For the primary endpoint, noninferiority was defined as a less-than 10-point difference between the written exposure and prolonged exposure therapy groups. Baseline CAPS-5 total scores were 34.51 and 35.20, respectively.
Participants had an average age of 45, and three-fourths were men. Nearly two-thirds were white and 21% were Black. More than half had a combat-related index trauma, another 15% experienced a military sexual assault, 6% experienced a sudden violent death, and 27% had another type of index trauma.
A majority of patients also had major depressive disorder, 20% had generalized anxiety, and 19% had alcohol use disorders. Participants were excluded if they were at high risk for suicide, had active psychosis or unstable bipolar disorder, or if they had severe cognitive impairment.
Study limitations included the fact that most of the participants were male military vets.
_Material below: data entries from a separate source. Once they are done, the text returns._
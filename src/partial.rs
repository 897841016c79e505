//! Partial course units.
//!
//! Realisations attached to an organisation are not shown on their own. Those
//! whose course unit the organisation does not own are grouped per course unit
//! into a partial course unit that carries only those realisations' data.
//! Realisations of owned course units are dropped, the owned unit already
//! covers them.

use std::collections::{HashMap, HashSet};

use tracing::warn;

use crate::aggregate::combine_summary_documents;
use crate::error::SummaryError;
use crate::models::{CourseRealisation, CourseUnit, CourseUnitNode, SummaryDocument};

/// A realisation counted under a course unit the organisation does not own.
#[derive(Debug, Clone)]
pub struct OrphanRealisation {
    pub realisation: CourseRealisation,
    pub course_unit: CourseUnit,
}

#[derive(Debug, Clone)]
pub struct RealisationSummary {
    pub orphan: OrphanRealisation,
    pub document: SummaryDocument,
    pub degraded: bool,
}

/// Course unit a realisation is counted under: the first feedback target's.
/// Targets disagreeing with it are logged and otherwise ignored.
pub fn attributed_course_unit(realisation: &CourseRealisation) -> Option<&CourseUnit> {
    let first = &realisation.feedback_targets.first()?.course_unit;

    for target in realisation.feedback_targets.iter().skip(1) {
        if target.course_unit.id != first.id {
            let err = SummaryError::InconsistentData(format!(
                "realisation {} ({}) has feedback target {} in course unit {}, using {}",
                realisation.id, realisation.name, target.id, target.course_unit.id, first.id
            ));
            warn!(error = %err, "conflicting course unit attribution");
        }
    }

    Some(first)
}

/// Drops realisations of owned course units and realisations without targets.
pub fn orphan_realisations(
    owned_course_unit_ids: &[String],
    realisations: Vec<CourseRealisation>,
) -> Vec<OrphanRealisation> {
    let owned: HashSet<&str> = owned_course_unit_ids.iter().map(String::as_str).collect();

    realisations
        .into_iter()
        .filter_map(|realisation| {
            let course_unit = attributed_course_unit(&realisation)?.clone();
            if owned.contains(course_unit.id.as_str()) {
                return None;
            }
            Some(OrphanRealisation {
                realisation,
                course_unit,
            })
        })
        .collect()
}

/// One partial course unit per course unit, in first-seen order.
pub fn partial_course_units(orphans: &[RealisationSummary]) -> Vec<CourseUnitNode> {
    let mut groups: Vec<(&CourseUnit, Vec<&RealisationSummary>)> = Vec::new();
    let mut group_index: HashMap<&str, usize> = HashMap::new();

    for entry in orphans {
        let course_unit = &entry.orphan.course_unit;

        match group_index.get(course_unit.id.as_str()) {
            Some(&index) => groups[index].1.push(entry),
            None => {
                group_index.insert(course_unit.id.as_str(), groups.len());
                groups.push((course_unit, vec![entry]));
            }
        }
    }

    groups
        .into_iter()
        .filter_map(|(course_unit, entries)| {
            let docs: Vec<SummaryDocument> = entries.iter().map(|e| e.document.clone()).collect();
            let combined = match combine_summary_documents(&docs) {
                Ok(combined) => combined,
                Err(err) => {
                    warn!(course_unit_id = %course_unit.id, error = %err, "skipping partial course unit");
                    return None;
                }
            };

            Some(CourseUnitNode {
                id: course_unit.id.clone(),
                name: course_unit.name.clone(),
                course_code: course_unit.course_code.clone(),
                summary: combined.data,
                partial: true,
                degraded: entries.iter().any(|e| e.degraded),
            })
        })
        .collect()
}

#[cfg(test)]
mod tests {
    use super::*;
    use crate::models::{FeedbackTargetRef, LikertResult, ScopeType, SummaryData};
    use crate::testing::{course_unit, summary};
    use chrono::NaiveDate;
    use std::collections::BTreeMap;

    fn realisation(id: &str, course_units: &[CourseUnit]) -> CourseRealisation {
        CourseRealisation {
            id: id.to_string(),
            name: format!("Realisation {id}"),
            start_date: NaiveDate::from_ymd_opt(2023, 3, 1).unwrap(),
            feedback_targets: course_units
                .iter()
                .enumerate()
                .map(|(i, cu)| FeedbackTargetRef {
                    id: i as i64,
                    course_unit: cu.clone(),
                })
                .collect(),
        }
    }

    fn orphan(id: &str, cu: &CourseUnit, data: SummaryData) -> RealisationSummary {
        RealisationSummary {
            orphan: OrphanRealisation {
                realisation: realisation(id, std::slice::from_ref(cu)),
                course_unit: cu.clone(),
            },
            document: SummaryDocument {
                scope_id: id.to_string(),
                scope_type: ScopeType::CourseRealisation,
                start_date: NaiveDate::from_ymd_opt(2023, 1, 1).unwrap(),
                end_date: NaiveDate::from_ymd_opt(2023, 12, 31).unwrap(),
                data,
            },
            degraded: false,
        }
    }

    fn with_question(mut data: SummaryData, pairs: &[(&str, u64)]) -> SummaryData {
        let distribution: BTreeMap<String, u64> =
            pairs.iter().map(|(k, v)| (k.to_string(), *v)).collect();
        data.result.insert(
            "1".to_string(),
            LikertResult {
                mean: crate::aggregate::likert_mean(&distribution),
                distribution,
            },
        );
        data
    }

    #[test]
    fn realisations_of_owned_units_are_dropped() {
        let cu1 = course_unit("cu-1", "TKT10001");
        let cu2 = course_unit("cu-2", "MAT11002");
        let realisations = vec![realisation("cur-1", &[cu1]), realisation("cur-2", &[cu2])];

        let orphans = orphan_realisations(&["cu-1".to_string()], realisations);
        assert_eq!(orphans.len(), 1);
        assert_eq!(orphans[0].realisation.id, "cur-2");
        assert_eq!(orphans[0].course_unit.id, "cu-2");
    }

    #[test]
    fn realisations_without_targets_are_skipped() {
        let orphans = orphan_realisations(&[], vec![realisation("cur-1", &[])]);
        assert!(orphans.is_empty());
    }

    #[test]
    fn conflicting_targets_use_the_first_course_unit() {
        let first = course_unit("cu-1", "A1");
        let second = course_unit("cu-2", "B1");
        let conflicting = realisation("cur-1", &[first, second]);

        assert_eq!(
            attributed_course_unit(&conflicting).map(|cu| cu.id.as_str()),
            Some("cu-1")
        );
        let orphans = orphan_realisations(&["cu-2".to_string()], vec![conflicting]);
        assert_eq!(orphans.len(), 1);
        assert_eq!(orphans[0].course_unit.id, "cu-1");
    }

    #[test]
    fn shared_course_unit_combines_distributions() {
        let cu3 = course_unit("cu-3", "FYS1001");
        let entries = vec![
            orphan("cur-1", &cu3, with_question(summary(2, 4), &[("5", 2)])),
            orphan("cur-2", &cu3, with_question(summary(4, 8), &[("2", 4)])),
        ];

        let partials = partial_course_units(&entries);
        assert_eq!(partials.len(), 1);
        assert_eq!(partials[0].summary.feedback_count, 6);
        assert_eq!(partials[0].summary.result["1"].mean, 3.0);
        assert_eq!(partials[0].course_code, "FYS1001");
        assert!(partials[0].partial);
    }

    #[test]
    fn groups_keep_first_seen_order() {
        let a = course_unit("cu-a", "A1");
        let b = course_unit("cu-b", "B1");
        let entries = vec![
            orphan("cur-1", &b, summary(1, 1)),
            orphan("cur-2", &a, summary(1, 1)),
            orphan("cur-3", &b, summary(1, 1)),
        ];

        let ids: Vec<String> = partial_course_units(&entries)
            .into_iter()
            .map(|node| node.id)
            .collect();
        assert_eq!(ids, vec!["cu-b", "cu-a"]);
    }

    #[test]
    fn degraded_realisations_mark_the_partial_unit() {
        let cu = course_unit("cu-1", "A1");
        let mut degraded = orphan("cur-2", &cu, summary(0, 0));
        degraded.degraded = true;
        let partials = partial_course_units(&[orphan("cur-1", &cu, summary(1, 2)), degraded]);
        assert!(partials[0].degraded);
        assert_eq!(partials[0].summary.feedback_count, 1);
    }
}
Also, the research took place during the pandemic, so participants "encountered a variety of stressors," which could have had an affect on outcomes, the researchers said.
Sloan and colleagues suggested future studies test the efficacy of written exposure therapy in a broader range of settings, like primary care.
Disclosures
The study was supported by the Department of Veterans Affairs (VA).
Sloan and co-authors disclosed royalty payments for the published Written Exposure Therapy manual from the American Psychological Association and the VA.
Taylor and Stein disclosed relationships with Bionomics, Big Health, COMPASS Pathways, the NIH, Acadia Pharmaceuticals, Atai Life Sciences, Biogen, Boehringer Ingelheim, Clexio, Eisai, EmpowerPharm, Engrail Therapeutics, EpiVario, Janssen, Jazz Pharmaceuticals, NeuroTrauma Sciences, Oxeia Pharmaceuticals, PureTech Health, Roche/Genentech, Sage Therapeutics, and Sumitomo Pharma.
Primary Source
JAMA Psychiatry
Sloan DM, et al "Written exposure therapy vs prolonged exposure therapy in the treatment of posttraumatic stress disorder" JAMA Psychiatry 2023; DOI: 10.1001/jamapsychiatry.2023.2810.
Secondary Source
JAMA Psychiatry
Taylor CT and Stein MB "Written exposure therapy finds solid footing alongside first-line psychotherapies for posttraumatic stress disorder" JAMA Psychiatry 2023; DOI: 10.1001/jamapsychiatry.2023.2310.